Exercise inputs Block Start

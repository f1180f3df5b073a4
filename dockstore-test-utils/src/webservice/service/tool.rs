use dockstore::model::tool::{ManualToolRequest, NewTagDto, TagDto, ToolDto, ToolMode};
use sea_orm::DatabaseConnection;

use crate::webservice::{
    data::{
        sourcefile::TAG_PARENT,
        tool::{NewTag, NewTool},
        SourcefileRepository, ToolRepository, UserRepository,
    },
    error::Error,
    upstream::github::GitHubClient,
};

use super::{ensure_owner, is_visible, parse_path};

pub struct ToolService<'a> {
    db: &'a DatabaseConnection,
}

impl<'a> ToolService<'a> {
    pub fn new(db: &'a DatabaseConnection) -> Self {
        Self { db }
    }

    async fn to_dto(&self, tool: entity::tool::Model) -> Result<ToolDto, Error> {
        let tags = ToolRepository::new(self.db).get_tags(tool.id).await?;
        let mode = tool
            .mode
            .parse::<ToolMode>()
            .map_err(|e| Error::BadRequest(format!("Tool {} has {e}", tool.id)))?;

        let mut tool_path = format!("{}/{}/{}", tool.registry, tool.namespace, tool.name);
        if let Some(toolname) = &tool.toolname {
            tool_path = format!("{tool_path}/{toolname}");
        }

        Ok(ToolDto {
            id: tool.id,
            tool_path,
            registry: tool.registry,
            namespace: tool.namespace,
            name: tool.name,
            toolname: tool.toolname,
            mode,
            git_url: tool.git_url,
            is_published: tool.is_published,
            default_cwl_path: tool.default_cwl_path,
            default_wdl_path: tool.default_wdl_path,
            default_dockerfile_path: tool.default_dockerfile_path,
            topic: tool.topic,
            tags: tags.into_iter().map(tag_dto).collect(),
        })
    }

    async fn to_dtos(&self, tools: Vec<entity::tool::Model>) -> Result<Vec<ToolDto>, Error> {
        let mut dtos = Vec::with_capacity(tools.len());
        for tool in tools {
            dtos.push(self.to_dto(tool).await?);
        }
        Ok(dtos)
    }

    /// Loads a tool, hiding unpublished tools from everyone but their owner
    pub async fn find_visible(
        &self,
        path: &str,
        user: Option<&entity::enduser::Model>,
    ) -> Result<entity::tool::Model, Error> {
        let path = parse_path(path)?;
        let tool = ToolRepository::new(self.db)
            .get_by_path(
                &path.host,
                &path.namespace,
                &path.name,
                path.entry_name.as_deref(),
            )
            .await?
            .filter(|tool| is_visible(tool.user_id, tool.is_published, user))
            .ok_or_else(|| Error::NotFound(format!("Tool {path} not found")))?;

        Ok(tool)
    }

    pub async fn get_by_path(
        &self,
        path: &str,
        user: Option<&entity::enduser::Model>,
    ) -> Result<ToolDto, Error> {
        let tool = self.find_visible(path, user).await?;
        self.to_dto(tool).await
    }

    async fn get_owned(
        &self,
        tool_id: i32,
        user: &entity::enduser::Model,
    ) -> Result<entity::tool::Model, Error> {
        let tool = ToolRepository::new(self.db)
            .get_by_id(tool_id)
            .await?
            .ok_or_else(|| Error::NotFound(format!("Tool {tool_id} not found")))?;
        ensure_owner(tool.user_id, user, &format!("tool {tool_id}"))?;

        Ok(tool)
    }

    pub async fn list_for_user(
        &self,
        user_id: i32,
        user: &entity::enduser::Model,
    ) -> Result<Vec<ToolDto>, Error> {
        ensure_owner(user_id, user, &format!("the tools of user {user_id}"))?;
        let tools = ToolRepository::new(self.db).get_by_user(user_id).await?;
        self.to_dtos(tools).await
    }

    pub async fn published(&self) -> Result<Vec<ToolDto>, Error> {
        let tools = ToolRepository::new(self.db).get_published().await?;
        self.to_dtos(tools).await
    }

    /// Published tools whose path contains `pattern`, case-insensitively
    pub async fn search(&self, pattern: &str) -> Result<Vec<ToolDto>, Error> {
        let pattern = pattern.to_lowercase();
        let tools = self.published().await?;

        Ok(tools
            .into_iter()
            .filter(|tool| tool.tool_path.to_lowercase().contains(&pattern))
            .collect())
    }

    /// Changes the publish state; publishing requires at least one valid, visible tag
    pub async fn set_published(
        &self,
        tool_id: i32,
        publish: bool,
        user: &entity::enduser::Model,
    ) -> Result<ToolDto, Error> {
        let tool = self.get_owned(tool_id, user).await?;
        let tool_repository = ToolRepository::new(self.db);

        if publish {
            let tags = tool_repository.get_tags(tool.id).await?;
            if !tags.iter().any(|tag| tag.valid && !tag.hidden) {
                return Err(Error::BadRequest(format!(
                    "Tool {} has no valid tags and cannot be published",
                    tool.id
                )));
            }
        }

        let tool = tool_repository.set_published(tool, publish).await?;
        self.to_dto(tool).await
    }

    pub async fn register_manual(
        &self,
        request: ManualToolRequest,
        user: &entity::enduser::Model,
    ) -> Result<ToolDto, Error> {
        for (field, value) in [
            ("registry", &request.registry),
            ("namespace", &request.namespace),
            ("name", &request.name),
            ("git_url", &request.git_url),
            ("git_reference", &request.git_reference),
            ("version_name", &request.version_name),
        ] {
            if value.trim().is_empty() {
                return Err(Error::BadRequest(format!("{field} must not be empty")));
            }
        }

        let tool_repository = ToolRepository::new(self.db);
        let existing = tool_repository
            .get_by_path(
                &request.registry,
                &request.namespace,
                &request.name,
                request.toolname.as_deref(),
            )
            .await?;
        if existing.is_some() {
            return Err(Error::Conflict(format!(
                "Tool {}/{}/{} is already registered",
                request.registry, request.namespace, request.name
            )));
        }

        let tag = NewTag {
            name: request.version_name,
            reference: request.git_reference,
            image_id: None,
            cwl_path: request.default_cwl_path.clone(),
            wdl_path: request.default_wdl_path.clone(),
            dockerfile_path: request.default_dockerfile_path.clone(),
            hidden: false,
        };
        let tool = NewTool {
            user_id: user.id,
            registry: request.registry,
            namespace: request.namespace,
            name: request.name,
            toolname: request.toolname,
            mode: ToolMode::ManualImagePath.as_str().to_string(),
            git_url: request.git_url,
            default_cwl_path: request.default_cwl_path,
            default_wdl_path: request.default_wdl_path,
            default_dockerfile_path: request.default_dockerfile_path,
        };

        let tool = tool_repository.create_with_tag(tool, tag).await?;
        self.to_dto(tool).await
    }

    pub async fn get_tags(
        &self,
        tool_id: i32,
        user: &entity::enduser::Model,
    ) -> Result<Vec<TagDto>, Error> {
        let tool = self.get_owned(tool_id, user).await?;
        let tags = ToolRepository::new(self.db).get_tags(tool.id).await?;
        Ok(tags.into_iter().map(tag_dto).collect())
    }

    /// Adds tags to a manually registered tool and returns all of its tags
    pub async fn add_tags(
        &self,
        tool_id: i32,
        new_tags: Vec<NewTagDto>,
        user: &entity::enduser::Model,
    ) -> Result<Vec<TagDto>, Error> {
        let tool = self.get_owned(tool_id, user).await?;
        if tool.mode != ToolMode::ManualImagePath.as_str() {
            return Err(Error::BadRequest(format!(
                "Tool {tool_id} gets its tags from the image registry"
            )));
        }

        let tool_repository = ToolRepository::new(self.db);
        let existing = tool_repository.get_tags(tool.id).await?;

        for tag in new_tags {
            if existing.iter().any(|existing| existing.name == tag.name) {
                return Err(Error::Conflict(format!(
                    "Tool {tool_id} already has a tag named {}",
                    tag.name
                )));
            }

            tool_repository
                .add_tag(
                    tool.id,
                    NewTag {
                        name: tag.name,
                        reference: tag.reference,
                        image_id: tag.image_id,
                        cwl_path: tag.cwl_path,
                        wdl_path: tag.wdl_path,
                        dockerfile_path: tag.dockerfile_path,
                        hidden: tag.hidden,
                    },
                )
                .await?;
        }

        let tags = tool_repository.get_tags(tool.id).await?;
        Ok(tags.into_iter().map(tag_dto).collect())
    }

    pub async fn delete_tag(
        &self,
        tool_id: i32,
        tag_id: i32,
        user: &entity::enduser::Model,
    ) -> Result<(), Error> {
        let tool = self.get_owned(tool_id, user).await?;
        let result = ToolRepository::new(self.db)
            .delete_tag(tool.id, tag_id)
            .await?;

        if result.rows_affected == 0 {
            return Err(Error::NotFound(format!(
                "Tool {tool_id} has no tag {tag_id}"
            )));
        }

        Ok(())
    }

    /// Re-reads each tag's CWL descriptor from GitHub and updates tag validity
    ///
    /// Tools built from other source control hosts are returned unchanged.
    pub async fn refresh(
        &self,
        tool_id: i32,
        user: &entity::enduser::Model,
        github: &GitHubClient,
    ) -> Result<ToolDto, Error> {
        let tool = self.get_owned(tool_id, user).await?;

        let Some(full_name) = github_repository(&tool.git_url) else {
            tracing::debug!(tool_id, git_url = %tool.git_url, "Skipping refresh of non-GitHub tool");
            return self.to_dto(tool).await;
        };

        let token = UserRepository::new(self.db)
            .get_token(user.id, crate::webservice::data::user::GITHUB_TOKEN_SOURCE)
            .await?
            .ok_or_else(|| {
                Error::BadRequest(format!("User {} has no GitHub token", user.username))
            })?;

        let tool_repository = ToolRepository::new(self.db);
        let sourcefile_repository = SourcefileRepository::new(self.db);

        for tag in tool_repository.get_tags(tool.id).await? {
            let content = github
                .get_file(&token.content, &full_name, &tag.cwl_path, &tag.reference)
                .await?;

            let valid = content.is_some();
            if let Some(content) = content {
                sourcefile_repository
                    .upsert(TAG_PARENT, tag.id, &tag.cwl_path, "DOCKSTORE_CWL", content)
                    .await?;
            }
            tool_repository.set_tag_valid(tag, valid).await?;
        }

        self.to_dto(tool).await
    }
}

fn tag_dto(tag: entity::tag::Model) -> TagDto {
    TagDto {
        id: tag.id,
        name: tag.name,
        reference: tag.reference,
        image_id: tag.image_id,
        cwl_path: tag.cwl_path,
        wdl_path: tag.wdl_path,
        dockerfile_path: tag.dockerfile_path,
        hidden: tag.hidden,
        valid: tag.valid,
    }
}

/// `owner/repo` of a GitHub SSH or HTTPS git URL.
pub(crate) fn github_repository(git_url: &str) -> Option<String> {
    let rest = git_url
        .strip_prefix("git@github.com:")
        .or_else(|| git_url.strip_prefix("https://github.com/"))?;
    let rest = rest.strip_suffix(".git").unwrap_or(rest);

    (rest.split('/').count() == 2).then(|| rest.to_string())
}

Exercise inputs Block End

#### [What to work on]
In the data, find how many lines hold the string "pattern", and answer with the number only.

#### [Reply to the exercise]
4